Basilique Notre-Dame de la Victoire de Saint-Raphaël

 

Jusqu’à Noël, le festival Sacrée Musique ! fait étape dans 10 lieux uniques du patrimoine varois pour des concerts illuminés à la bougie. Le long des côtes de la Méditerranée et au cœur de la Provence verte, redécouvrez l’exceptionnelle beauté de ces sites de culture et de foi et leur étonnante histoire.

Ouvrons les portes de la basilique Notre-Dame de la Victoire de Saint-Raphaël.

À quelques encablures de la mer, la basilique Notre-Dame de la Victoire se dévoile à la vue comme une apparition extraordinaire. Devant nos yeux, la gloire de Byzance ! Édifiée dans le style romano-byzantin, la superficie totale de l’édifice est de 950 m2 alors que son gigantesque dôme le fait culminer à 35 mètres de haut !

Un rêve oriental. Le style néo-byzantin est très en vogue entre la deuxième moitié du 19ème siècle et le début du 20ème siècle. La fascination de l’Occident pour « l’exotisme » oriental n’y est pas étranger.
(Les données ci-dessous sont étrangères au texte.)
//! mcpgw-crypto - 会话记录的认证加密
//!
//! 密钥在构造时由配置的密钥经 Argon2id（固定的应用级盐）派生一次，
//! 加密使用 AES-256-GCM，IV 为 16 字节。
//!
//! 记录格式：`hex(IV[16] || tag[16] || ciphertext)`

use aes_gcm::{
    AesGcm,
    aead::{AeadInPlace, KeyInit, consts::U16, generic_array::GenericArray},
    aes::Aes256,
};
use argon2::Argon2;
use mcpgw_errors::{AppError, AppResult, Severity};
use rand::RngCore;
use rand::rngs::OsRng;
use secrecy::{ExposeSecret, SecretString};
use serde::{Serialize, de::DeserializeOwned};

/// AES-256-GCM，16 字节 nonce
type SessionCipher = AesGcm<Aes256, U16>;

/// IV 长度
pub const IV_LEN: usize = 16;
/// 认证标签长度
pub const TAG_LEN: usize = 16;
/// 密钥最小长度（字符）
pub const MIN_SECRET_LEN: usize = 32;

/// 固定的应用级盐：同一密钥在任何实例上派生出相同的加密密钥
const KDF_SALT: &[u8] = b"mcpgw.session-store.kdf.v1";

/// 完整性校验失败时的错误码
pub const INTEGRITY_ERROR_CODE: &str = "INTEGRITY_CHECK_FAILED";

/// 加密服务
///
/// 启动时创建一次，由上层组装代码注入到需要它的存储后端。
#[derive(Clone)]
pub struct CryptoService {
    cipher: SessionCipher,
}

impl std::fmt::Debug for CryptoService {
    fn fmt(&self, f: &mut std::fmt::Formatter<'_>) -> std::fmt::Result {
        f.debug_struct("CryptoService").finish_non_exhaustive()
    }
}

impl CryptoService {
    /// 从配置的密钥派生加密密钥
    ///
    /// 密钥短于 32 个字符时返回 Configuration 错误（不可重试）。
    pub fn new(secret: &SecretString) -> AppResult<Self> {
        let secret = secret.expose_secret();
        if secret.chars().count() < MIN_SECRET_LEN {
            return Err(AppError::configuration(format!(
                "Encryption secret must be at least {} characters",
                MIN_SECRET_LEN
            )));
        }

        let mut key = [0u8; 32];
        Argon2::default()
            .hash_password_into(secret.as_bytes(), KDF_SALT, &mut key)
            .map_err(|e| AppError::configuration(format!("Key derivation failed: {}", e)))?;

        let cipher = SessionCipher::new_from_slice(&key)
            .map_err(|e| AppError::configuration(format!("Invalid key length: {}", e)))?;
        key.fill(0);

        tracing::debug!("Session encryption key derived");
        Ok(Self { cipher })
    }

    /// 加密，返回十六进制编码的记录
    pub fn encrypt(&self, plaintext: &[u8]) -> AppResult<String> {
        let mut iv = [0u8; IV_LEN];
        OsRng.fill_bytes(&mut iv);

        let mut buffer = plaintext.to_vec();
        let tag = self
            .cipher
            .encrypt_in_place_detached(GenericArray::from_slice(&iv), b"", &mut buffer)
            .map_err(|_| AppError::storage("Encryption failed"))?;

        let mut record = Vec::with_capacity(IV_LEN + TAG_LEN + buffer.len());
        record.extend_from_slice(&iv);
        record.extend_from_slice(&tag);
        record.extend_from_slice(&buffer);
        Ok(hex::encode(record))
    }

    /// 解密并校验认证标签
    ///
    /// 格式错误或标签校验失败都返回 Storage 错误；标签失败为 Critical。
    pub fn decrypt(&self, encoded: &str) -> AppResult<Vec<u8>> {
        let record = hex::decode(encoded.trim())
            .map_err(|e| AppError::storage(format!("Malformed encrypted record: {}", e)))?;
        if record.len() < IV_LEN + TAG_LEN {
            return Err(AppError::storage(format!(
                "Malformed encrypted record: {} bytes is shorter than IV and tag",
                record.len()
            )));
        }

        let (iv, rest) = record.split_at(IV_LEN);
        let (tag, ciphertext) = rest.split_at(TAG_LEN);
        let mut buffer = ciphertext.to_vec();
        self.cipher
            .decrypt_in_place_detached(
                GenericArray::from_slice(iv),
                b"",
                &mut buffer,
                GenericArray::from_slice(tag),
            )
            .map_err(|_| {
                AppError::storage("Integrity check failed: record was tampered with or the key changed")
                    .with_severity(Severity::Critical)
                    .with_code(INTEGRITY_ERROR_CODE)
            })?;

        Ok(buffer)
    }

    pub fn encrypt_json<T: Serialize>(&self, value: &T) -> AppResult<String> {
        let plaintext = serde_json::to_vec(value)
            .map_err(|e| AppError::storage(format!("Failed to serialize record: {}", e)))?;
        self.encrypt(&plaintext)
    }

    pub fn decrypt_json<T: DeserializeOwned>(&self, encoded: &str) -> AppResult<T> {
        let plaintext = self.decrypt(encoded)?;
        serde_json::from_slice(&plaintext)
            .map_err(|e| AppError::storage(format!("Failed to deserialize record: {}", e)))
    }
}

/// 判断错误是否为完整性校验失败
pub fn is_integrity_failure(err: &AppError) -> bool {
    err.code() == Some(INTEGRITY_ERROR_CODE)
}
Les basiliques du Sacré-Coeur de Montmartre à Paris, de Notre-Dame de la Garde à Marseille, de Notre-Dame de Fourvière à Lyon, de Sainte-Thérèse à Lisieux ou encore la cathédrale Notre-Dame-Immaculée de Monaco sont autant d’édifices emblématiques de ce style. Son architecture se caractérise par des arcades et des voûtes en plein-cintre ainsi que des dômes et l’emploi, dans la décoration, de la mosaïque. À Saint-Raphaël, les ouvertures de la nef sont de type mauresque. La peinture de la voûte intérieure du choeur de Notre-Dame de la Victoire rappelle la basilique Sainte-Sophie de Constantinople (Istanbul). Byzance fait rêver…

L’église Notre-Dame de la Victoire est édifiée à la fin du 19ème siècle quand le Maire Félix Martin entreprend de transformer le petit village de pêcheurs de Saint-Raphaël en attrayante cité touristique. La croissance de la ville est telle que la vieille église San Rafeu devient trop petite pour accueillir tout le monde.

L’abbé Bernard, curé de paroisse, confie le projet à l’architecte Pierre Aublé, en 1883. L’église est inaugurée le 14 avril 1887 puis consacrée un an plus tard, jour pour jour, le 14 avril 1888.

La roche rouge de l’Estérel

La basilique Notre-Dame de la Victoire impressionne par son style mais aussi par la pierre qui a servi à sa construction, pour la plus grande partie en grès rose de l’Estérel, un massif proche de Saint-Raphaël.

Un massif vraiment massif. Les reliefs accidentés, les paysages déchiquetés et les criques abruptes de l’Estérel témoignent de son histoire géologique mouvementée ! Né il y a 250 millions d’années, ce massif volcanique de 32.000 hectares (!) est d’abord rattaché à l’Afrique mais finit par s’en séparer alors que se forme la Méditerranée. Un petit bout part même à la dérive : c’est la Corse ! À cette époque, une intense activité volcanique règne avec formation de basalte puis de rhyolite. C’est cette roche rougeâtre caractéristique qui donne son charme si particulier à la basilique de Saint-Raphaël.

L’édifice doit son titre à la protection que Notre-Dame offrit aux armées chrétiennes contre la flotte ottomane dans la célèbre bataille de Lépante, le 7 octobre 1571. Une statue dorée de Notre-Dame de la Victoire est ainsi disposée au sommet de la basilique.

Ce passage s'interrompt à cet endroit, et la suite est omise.